Si busca hacer este cambio, los calentadores por infrarrojos compatibles con el vacío son probablemente su mejor opción. Pueden considerarse como una alternativa más eficiente y limpia a esos viejos hornos de convección que distribuyen aire caliente por todas partes.
¿Cómo funciona realmente en condiciones de vacío?
La clave está en que, al eliminar el aire de la cámara, la convección deja de existir. No se puede “soplar” calor sobre una pieza, ya que no hay nada con lo que hacerlo.
Aquí es donde entran en juego las lámparas por infrarrojos. Estas utilizan radiación de onda corta para calentar directamente el sustrato. Se trata de una transmisión directa de energía. Por eso, no es necesario recurrir a flujos basados en plomo o a catalizadores químicos para lograr que el calor penetre en la pieza.
También nos aseguramos de que los envoltorios de cuarzo estén bien sellados. Así, no hay liberación de gases ni partículas extrañas que puedan afectar la pieza. Se obtiene así un proceso de curado limpio y preciso.
Ahorro de tiempo y eficiencia
Los hornos tradicionales consumen mucha energía. Es necesario calentar toda la habitación: las paredes, el aire, los soportes… todo esto solo para calentar un pequeño chip.
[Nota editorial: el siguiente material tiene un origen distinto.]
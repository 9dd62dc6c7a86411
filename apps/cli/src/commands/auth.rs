//! Authentication commands.

use crate::output::{self, OutputFormat};
use anyhow::{Context, Result};
use chrono::{DateTime, Utc};
use robohire_auth::{
    CallbackHandler, CallbackOutcome, CallbackServer, Navigator, Recovery, SessionContext,
    SessionSnapshot,
};
use robohire_config::Config;
use serde::Serialize;
use tracing::{debug, warn};
use url::Url;

/// Sign in through the identity provider in the browser.
pub async fn login(config: &Config, no_browser: bool, format: &OutputFormat) -> Result<()> {
    let ctx = SessionContext::current();

    if let Some(user) = ctx.user() {
        let who = user.email.as_deref().unwrap_or(&user.subject);
        output::print_success(&format!("Already signed in as {}", who), format);
        return Ok(());
    }

    let server = CallbackServer::from_config(config);
    let login_url = config.login_url(&server.callback_url())?;

    if no_browser {
        println!("Open this URL to sign in:\n  {}", login_url);
    } else {
        println!("Opening browser to sign in...");
        if let Err(e) = open::that(login_url.as_str()) {
            warn!(error = %e, "Failed to open browser");
            println!("Open this URL to sign in:\n  {}", login_url);
        }
    }
    println!("Waiting for sign-in (Ctrl+C to cancel)...");

    let user = server
        .wait_for_login(ctx.clone())
        .await
        .context("Sign-in did not complete")?;

    let who = user.email.as_deref().unwrap_or(&user.subject);
    output::print_success(&format!("Signed in as {}", who), format);
    Ok(())
}

/// There is no address bar in a terminal; navigation is only traced.
struct TerminalNavigator;

impl Navigator for TerminalNavigator {
    fn replace(&self, url: &Url) {
        debug!(path = %url.path(), "Callback location scrubbed");
    }

    fn navigate(&self, path: &str) {
        debug!(path = %path, "Continuing in app");
    }

    fn reload(&self, url: &Url) {
        debug!(path = %url.path(), "Reloading callback");
    }
}

/// Process a pasted sign-in redirect URL.
pub async fn callback(config: &Config, raw_url: &str, format: &OutputFormat) -> Result<()> {
    let ctx = SessionContext::current();
    let url = Url::parse(raw_url).context("Not a valid URL")?;

    let handler = CallbackHandler::new(config.home_path.as_str());
    let navigator = TerminalNavigator;

    match handler.handle(&url, &ctx, &navigator) {
        CallbackOutcome::SignedIn(user) => {
            let who = user.email.as_deref().unwrap_or(&user.subject);
            output::print_success(&format!("Signed in as {}", who), format);
        }
        CallbackOutcome::Failed(failure) => {
            output::print_error(&failure.message(), format);
            if *format == OutputFormat::Text {
                for recovery in failure.recoveries() {
                    match recovery {
                        Recovery::GoHome => output::print_row("Go home", handler.home_path()),
                        Recovery::Retry => output::print_row(
                            "Retry",
                            &format!("robohire callback '{}'", failure.callback_url),
                        ),
                    }
                }
            }
            anyhow::bail!("Sign-in failed");
        }
        CallbackOutcome::AlreadyProcessed => {
            output::print_success("Callback already processed", format);
        }
    }

    Ok(())
}

#[derive(Debug, Serialize)]
struct StatusView {
    authenticated: bool,
    state: &'static str,
    #[serde(skip_serializing_if = "Option::is_none")]
    subject: Option<String>,
    #[serde(skip_serializing_if = "Option::is_none")]
    email: Option<String>,
    #[serde(skip_serializing_if = "Option::is_none")]
    name: Option<String>,
    #[serde(skip_serializing_if = "Option::is_none")]
    role: Option<String>,
    #[serde(skip_serializing_if = "Option::is_none")]
    account_status: Option<String>,
    #[serde(skip_serializing_if = "Option::is_none")]
    email_confirmed: Option<bool>,
    #[serde(skip_serializing_if = "Option::is_none")]
    expires_at: Option<DateTime<Utc>>,
}

impl From<&SessionSnapshot> for StatusView {
    fn from(snapshot: &SessionSnapshot) -> Self {
        let user = snapshot.user.as_ref();
        Self {
            authenticated: snapshot.is_authenticated(),
            state: snapshot.state.as_str(),
            subject: user.map(|u| u.subject.clone()),
            email: user.and_then(|u| u.email.clone()),
            name: user.and_then(|u| u.name.clone()),
            role: user.and_then(|u| u.role.clone()),
            account_status: user.map(|u| u.account_status.clone()),
            email_confirmed: user.map(|u| u.email_confirmed),
            expires_at: user.and_then(|u| u.expires_at),
        }
    }
}

/// Show the current session.
pub async fn status(format: &OutputFormat) -> Result<()> {
    let view = StatusView::from(&SessionContext::current().snapshot());

    match format {
        OutputFormat::Json => output::print_json(&view),
        OutputFormat::Text => {
            if !view.authenticated {
                println!("Auth:     not signed in");
                return Ok(());
            }
            println!("Auth:     signed in");
            let rows = [
                ("Subject", view.subject.clone()),
                ("Email", view.email.clone()),
                ("Name", view.name.clone()),
                ("Role", view.role.clone()),
                ("Account", view.account_status.clone()),
                ("Email confirmed", view.email_confirmed.map(|c| c.to_string())),
                ("Expires", view.expires_at.map(|t| t.to_rfc3339())),
            ];
            for (label, value) in rows {
                if let Some(value) = value {
                    output::print_row(label, &value);
                }
            }
        }
    }

    Ok(())
}

/// Exchange the stored token for a fresh one.
pub async fn refresh(format: &OutputFormat) -> Result<()> {
    let ctx = SessionContext::current();

    if !ctx.is_authenticated() {
        output::print_error("Not signed in", format);
        return Ok(());
    }

    if ctx.refresh().await {
        output::print_success("Session refreshed", format);
        Ok(())
    } else {
        anyhow::bail!("Session could not be refreshed; you have been signed out")
    }
}

/// Sign out and clear the stored session.
pub async fn logout(format: &OutputFormat) -> Result<()> {
    let ctx = SessionContext::current();
    let was_signed_in = ctx.is_authenticated();
    ctx.logout();

    if was_signed_in {
        output::print_success("Signed out", format);
    } else {
        output::print_success("Not signed in", format);
    }
    Ok(())
}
Tarda mucho tiempo.
Con los calentadores por infrarrojos, se calienta directamente la pieza. Es instantáneo: se pasa de estado frío a estado caliente en segundos, no en horas.
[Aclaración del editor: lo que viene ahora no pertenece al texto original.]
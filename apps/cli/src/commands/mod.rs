//! CLI command implementations.

mod auth;
mod routes;

pub use auth::{callback, login, logout, refresh, status};
pub use routes::{check, routes};

use anyhow::Result;
use robohire_auth::{HttpTokenRefresher, SessionContext, SessionStore};
use robohire_config::{Config, Paths};
use robohire_storage::{create_storage, KeyValueStore, MemoryStore};
use std::sync::Arc;
use tracing::debug;

/// Build and rehydrate the session for this invocation.
///
/// `ephemeral` keeps the session in memory only.
pub fn open_session(paths: &Paths, config: &Config, ephemeral: bool) -> Result<Arc<SessionContext>> {
    let storage: Box<dyn KeyValueStore> = if ephemeral {
        debug!("Using in-memory session storage");
        Box::new(MemoryStore::new())
    } else {
        create_storage(paths)?
    };

    let refresher = Arc::new(HttpTokenRefresher::new(&config.api_url));
    let ctx = SessionContext::new(SessionStore::new(storage), refresher);
    ctx.initialize();

    Ok(Arc::new(ctx))
}
//! Configuration, filesystem layout and logging setup for the RoboHire client.

mod config;
mod error;
mod logging;
mod paths;

pub use config::{
    Config, RouteEntry, DEFAULT_API_URL, DEFAULT_CALLBACK_PORT, DEFAULT_CALLBACK_TIMEOUT_SECS,
    DEFAULT_IDENTITY_URL, DEFAULT_LOG_LEVEL,
};
pub use error::{CoreError, CoreResult};
pub use logging::{init_logging, init_logging_for_service, parse_level};
pub use paths::Paths;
Pero la verdadera ventaja es el control. Los soldaduras sin plomo son muy exigentes en cuanto a la temperatura. Tienen un rango de temperatura muy estrecho en el cual funcionan correctamente. Si se calienta demasiado, el chip se daña. Si se calienta poco, la unión entre las piezas falla. Los calentadores por infrarrojos permiten mantener esa temperatura ideal en cada ocasión.
Algunas cosas a tener en cuenta
No todo es magia; existen algunos sacrificios que hacer.
En primer lugar, estas lámparas consumen mucha energía desde el momento en que se encienden. Es necesario verificar que los paneles eléctricos puedan manejar ese aumento de carga sin que se cortocircuite.
Y como se trabaja en condiciones de vacío, el calor no se dispersa fácilmente. Es necesario planificar bien el sistema de enfriamiento. Si no se elimina el calor de las puntas de las lámparas, estas se dañarán.
Si se hace bien todo esto, se tendrá un sistema rápido, eficiente y confiable.